/---
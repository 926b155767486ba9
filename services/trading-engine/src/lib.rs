//! Trading engine (C4): validate an incoming order and, if it passes, drive
//! the CFD engine and portfolio manager to execute it.
//!
//! This crate is the only caller of `cfd_engine::open`/`close` outside of
//! the portfolio manager's liquidation sweep — every agent-submitted order
//! flows through `validate` then `execute`.

pub mod executor;
pub mod validator;

pub use executor::{execute_close, execute_open, preview_margin_required};
pub use validator::{validate, RejectionReason};

use chrono::{DateTime, Utc};
use market_data::MarketDataProvider;
use types::competition::Competition;
use types::enums::OrderAction;
use types::order::Order;
use types::participant::Participant;
use types::portfolio::Portfolio;
use types::position::Position;
use types::trade::Trade;

/// Validate and, if accepted, execute `order` in one call. On rejection the
/// order is mutated to `Rejected` with the reason recorded and `None` is
/// returned; on success the order is mutated to `Executed` and the produced
/// `Trade` is returned.
pub async fn process(
    order: &mut Order,
    participant: &mut Participant,
    competition: &Competition,
    portfolio: &mut Portfolio,
    positions: &mut Vec<Position>,
    provider: &dyn MarketDataProvider,
    now: DateTime<Utc>,
) -> Option<Trade> {
    let leverage = order.leverage.unwrap_or(1);
    let validation = validate(
        participant,
        competition,
        portfolio,
        positions,
        &order.symbol,
        order.action,
        order.quantity,
        leverage,
        order.position_id,
        provider,
    )
    .await;

    if let Err(reason) = validation {
        order.reject(reason.to_string(), now);
        return None;
    }

    match order.action {
        OrderAction::Open => execute_open(order, participant, portfolio, positions, provider, now).await,
        OrderAction::Close => execute_close(order, participant, portfolio, positions, provider, now).await,
        OrderAction::Increase | OrderAction::Decrease => {
            order.reject(RejectionReason::ActionNotSupported(order.action).to_string(), now);
            None
        }
    }
}

#[cfg(test)]
mod tests {
    use super::*;
    use async_trait::async_trait;
    use market_data::{Candle, Ticker, Timeframe};
    use rust_decimal::Decimal;
    use rust_decimal_macros::dec;
    use types::enums::{AssetClass, CompetitionStatus, OrderSide};
    use types::ids::{CompetitionId, InvocationId, ParticipantId, Symbol};
    use types::numeric::{Money, Price, Quantity};

    fn now() -> DateTime<Utc> {
        DateTime::from_timestamp(1_700_000_000, 0).unwrap()
    }

    struct FixedPriceProvider(std::collections::HashMap<String, Decimal>);

    impl FixedPriceProvider {
        fn single(symbol: &str, price: Decimal) -> Self {
            let mut map = std::collections::HashMap::new();
            map.insert(symbol.to_string(), price);
            Self(map)
        }
    }

    #[async_trait]
    impl MarketDataProvider for FixedPriceProvider {
        async fn price(&self, symbol: &Symbol) -> Option<Price> {
            self.0.get(symbol.as_str()).copied().map(Price::new)
        }
        async fn ticker(&self, _symbol: &Symbol) -> Option<Ticker> {
            None
        }
        async fn ohlcv(&self, _symbol: &Symbol, _timeframe: Timeframe, _limit: usize) -> Vec<Candle> {
            Vec::new()
        }
    }

    fn competition(max_leverage: u32) -> Competition {
        Competition {
            id: CompetitionId::new(),
            name: "Q3".into(),
            status: CompetitionStatus::Active,
            start_time: DateTime::<Utc>::from_timestamp(1_700_000_000, 0).unwrap(),
            end_time: DateTime::<Utc>::from_timestamp(1_800_000_000, 0).unwrap(),
            invocation_interval_minutes: 5,
            initial_capital: Money::new(dec!(10_000)),
            max_leverage,
            maintenance_margin_pct: dec!(5),
            allowed_asset_classes: vec![AssetClass::Crypto],
            max_participants: 10,
            market_hours_gated: false,
        }
    }

    fn participant() -> Participant {
        Participant::new(CompetitionId::new(), "Bot", "anthropic", "claude", serde_json::Value::Null, Money::new(dec!(10_000)))
    }

    fn open_order(participant_id: ParticipantId, symbol: &str, side: OrderSide, quantity: Decimal, leverage: u32) -> Order {
        Order::new_pending(
            participant_id,
            InvocationId::new(),
            Symbol::new(symbol),
            AssetClass::Crypto,
            OrderAction::Open,
            Some(side),
            Some(Quantity::new(quantity)),
            Some(leverage),
            None,
            None,
            now(),
        )
    }

    /// E1: open a long, let the market move in its favor, close it, and check
    /// that realized P&L lands in both the trade record and the portfolio.
    #[tokio::test]
    async fn open_revalue_close_round_trip() {
        let p = participant();
        let mut portfolio = Portfolio::new(p.id, Money::new(dec!(10_000)));
        let mut positions = Vec::new();
        let competition = competition(10);

        let mut participant = p;
        let provider = FixedPriceProvider::single("BTCUSDT", dec!(100_000));
        let mut order = open_order(participant.id, "BTCUSDT", OrderSide::Buy, dec!(0.05), 2);
        let trade = process(&mut order, &mut participant, &competition, &mut portfolio, &mut positions, &provider, now())
            .await
            .expect("open should execute");
        assert_eq!(order.status, types::enums::OrderStatus::Executed);
        assert_eq!(positions.len(), 1);
        assert_eq!(trade.margin_impact.as_decimal(), dec!(2500));

        let provider = FixedPriceProvider::single("BTCUSDT", dec!(105_000));
        portfolio_manager::update(&mut portfolio, &positions, now());
        assert_eq!(positions[0].unrealized_pnl.as_decimal(), dec!(0));

        cfd_engine::revalue(&mut positions[0], Price::new(dec!(105_000)));
        portfolio_manager::update(&mut portfolio, &positions, now());
        assert_eq!(portfolio.unrealized_pnl.as_decimal(), dec!(250));

        let position_id = positions[0].id;
        let mut close_order = Order::new_pending(
            participant.id,
            InvocationId::new(),
            Symbol::new("BTCUSDT"),
            AssetClass::Crypto,
            OrderAction::Close,
            None,
            None,
            None,
            Some(position_id),
            None,
            now(),
        );
        let trade = process(&mut close_order, &mut participant, &competition, &mut portfolio, &mut positions, &provider, now())
            .await
            .expect("close should execute");
        assert!(positions.is_empty());
        assert_eq!(trade.realized_pnl.unwrap().as_decimal(), dec!(250));
        assert_eq!(portfolio.cash_balance.as_decimal(), dec!(10_250));
        assert_eq!(participant.winning_trades, 1);
    }

    /// E2: a short position profits when price falls.
    #[tokio::test]
    async fn short_position_profits_on_price_decline() {
        let mut participant = participant();
        let mut portfolio = Portfolio::new(participant.id, Money::new(dec!(10_000)));
        let mut positions = Vec::new();
        let competition = competition(10);

        let provider = FixedPriceProvider::single("ETHUSDT", dec!(4_000));
        let mut order = open_order(participant.id, "ETHUSDT", OrderSide::Sell, dec!(1), 5);
        process(&mut order, &mut participant, &competition, &mut portfolio, &mut positions, &provider, now())
            .await
            .expect("open should execute");

        let position_id = positions[0].id;
        let provider = FixedPriceProvider::single("ETHUSDT", dec!(3_800));
        let mut close_order = Order::new_pending(
            participant.id,
            InvocationId::new(),
            Symbol::new("ETHUSDT"),
            AssetClass::Crypto,
            OrderAction::Close,
            None,
            None,
            None,
            Some(position_id),
            None,
            now(),
        );
        let trade = process(&mut close_order, &mut participant, &competition, &mut portfolio, &mut positions, &provider, now())
            .await
            .expect("close should execute");
        assert!(trade.is_winner());
        assert_eq!(trade.realized_pnl.unwrap().as_decimal(), dec!(200));
    }

    /// E3: a position sized beyond available margin is rejected, not clamped.
    #[tokio::test]
    async fn insufficient_margin_rejects_the_order_outright() {
        let mut participant = participant();
        let mut portfolio = Portfolio::new(participant.id, Money::new(dec!(10_000)));
        portfolio.margin_available = Money::new(dec!(7_500));
        let mut positions = Vec::new();
        let competition = competition(10);

        let provider = FixedPriceProvider::single("BTCUSDT", dec!(100_000));
        let mut order = open_order(participant.id, "BTCUSDT", OrderSide::Buy, dec!(0.2), 2);
        let result = process(&mut order, &mut participant, &competition, &mut portfolio, &mut positions, &provider, now()).await;
        assert!(result.is_none());
        assert_eq!(order.status, types::enums::OrderStatus::Rejected);
        assert!(positions.is_empty());
        assert!(order.rejection_reason.unwrap().starts_with("Insufficient margin"));
    }

    /// E4: a close order naming the wrong symbol for its `position_id` still
    /// closes using the position's own stored symbol/side/quantity.
    #[tokio::test]
    async fn close_order_uses_the_resolved_positions_own_fields() {
        let mut participant = participant();
        let mut portfolio = Portfolio::new(participant.id, Money::new(dec!(10_000)));
        let mut positions = Vec::new();
        let competition = competition(10);

        let provider = FixedPriceProvider::single("BTCUSDT", dec!(100_000));
        let mut order = open_order(participant.id, "BTCUSDT", OrderSide::Buy, dec!(0.05), 2);
        process(&mut order, &mut participant, &competition, &mut portfolio, &mut positions, &provider, now())
            .await
            .expect("open should execute");
        let position_id = positions[0].id;

        // Close order mislabels the symbol as ETHUSDT; only BTCUSDT has a
        // price in this provider, so a naive implementation using the
        // order's symbol would fail to fetch a price at all.
        let provider = FixedPriceProvider::single("BTCUSDT", dec!(110_000));
        let mut close_order = Order::new_pending(
            participant.id,
            InvocationId::new(),
            Symbol::new("ETHUSDT"),
            AssetClass::Crypto,
            OrderAction::Close,
            None,
            None,
            None,
            Some(position_id),
            None,
            now(),
        );
        let trade = process(&mut close_order, &mut participant, &competition, &mut portfolio, &mut positions, &provider, now())
            .await
            .expect("close should execute using the position's own symbol");
        assert_eq!(trade.symbol.as_str(), "BTCUSDT");
        assert_eq!(trade.side, OrderSide::Sell);
    }

    #[tokio::test]
    async fn increase_and_decrease_orders_are_rejected_end_to_end() {
        let mut participant = participant();
        let mut portfolio = Portfolio::new(participant.id, Money::new(dec!(10_000)));
        let mut positions = Vec::new();
        let competition = competition(10);
        let provider = FixedPriceProvider::single("BTCUSDT", dec!(100_000));

        let mut order = Order::new_pending(
            participant.id,
            InvocationId::new(),
            Symbol::new("BTCUSDT"),
            AssetClass::Crypto,
            OrderAction::Increase,
            Some(OrderSide::Buy),
            Some(Quantity::new(dec!(0.01))),
            Some(2),
            None,
            None,
            now(),
        );
        let result = process(&mut order, &mut participant, &competition, &mut portfolio, &mut positions, &provider, now()).await;
        assert!(result.is_none());
        assert_eq!(order.status, types::enums::OrderStatus::Rejected);
    }
}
\---
**ACTIVITY:**
Scan the listing above, and wherever a line holds the string "HashMap", copy that line.

**OUTPUT FOR THIS TASK:**
    struct FixedPriceProvider(std::collections::HashMap<String, Decimal>);
            let mut map = std::collections::HashMap::new();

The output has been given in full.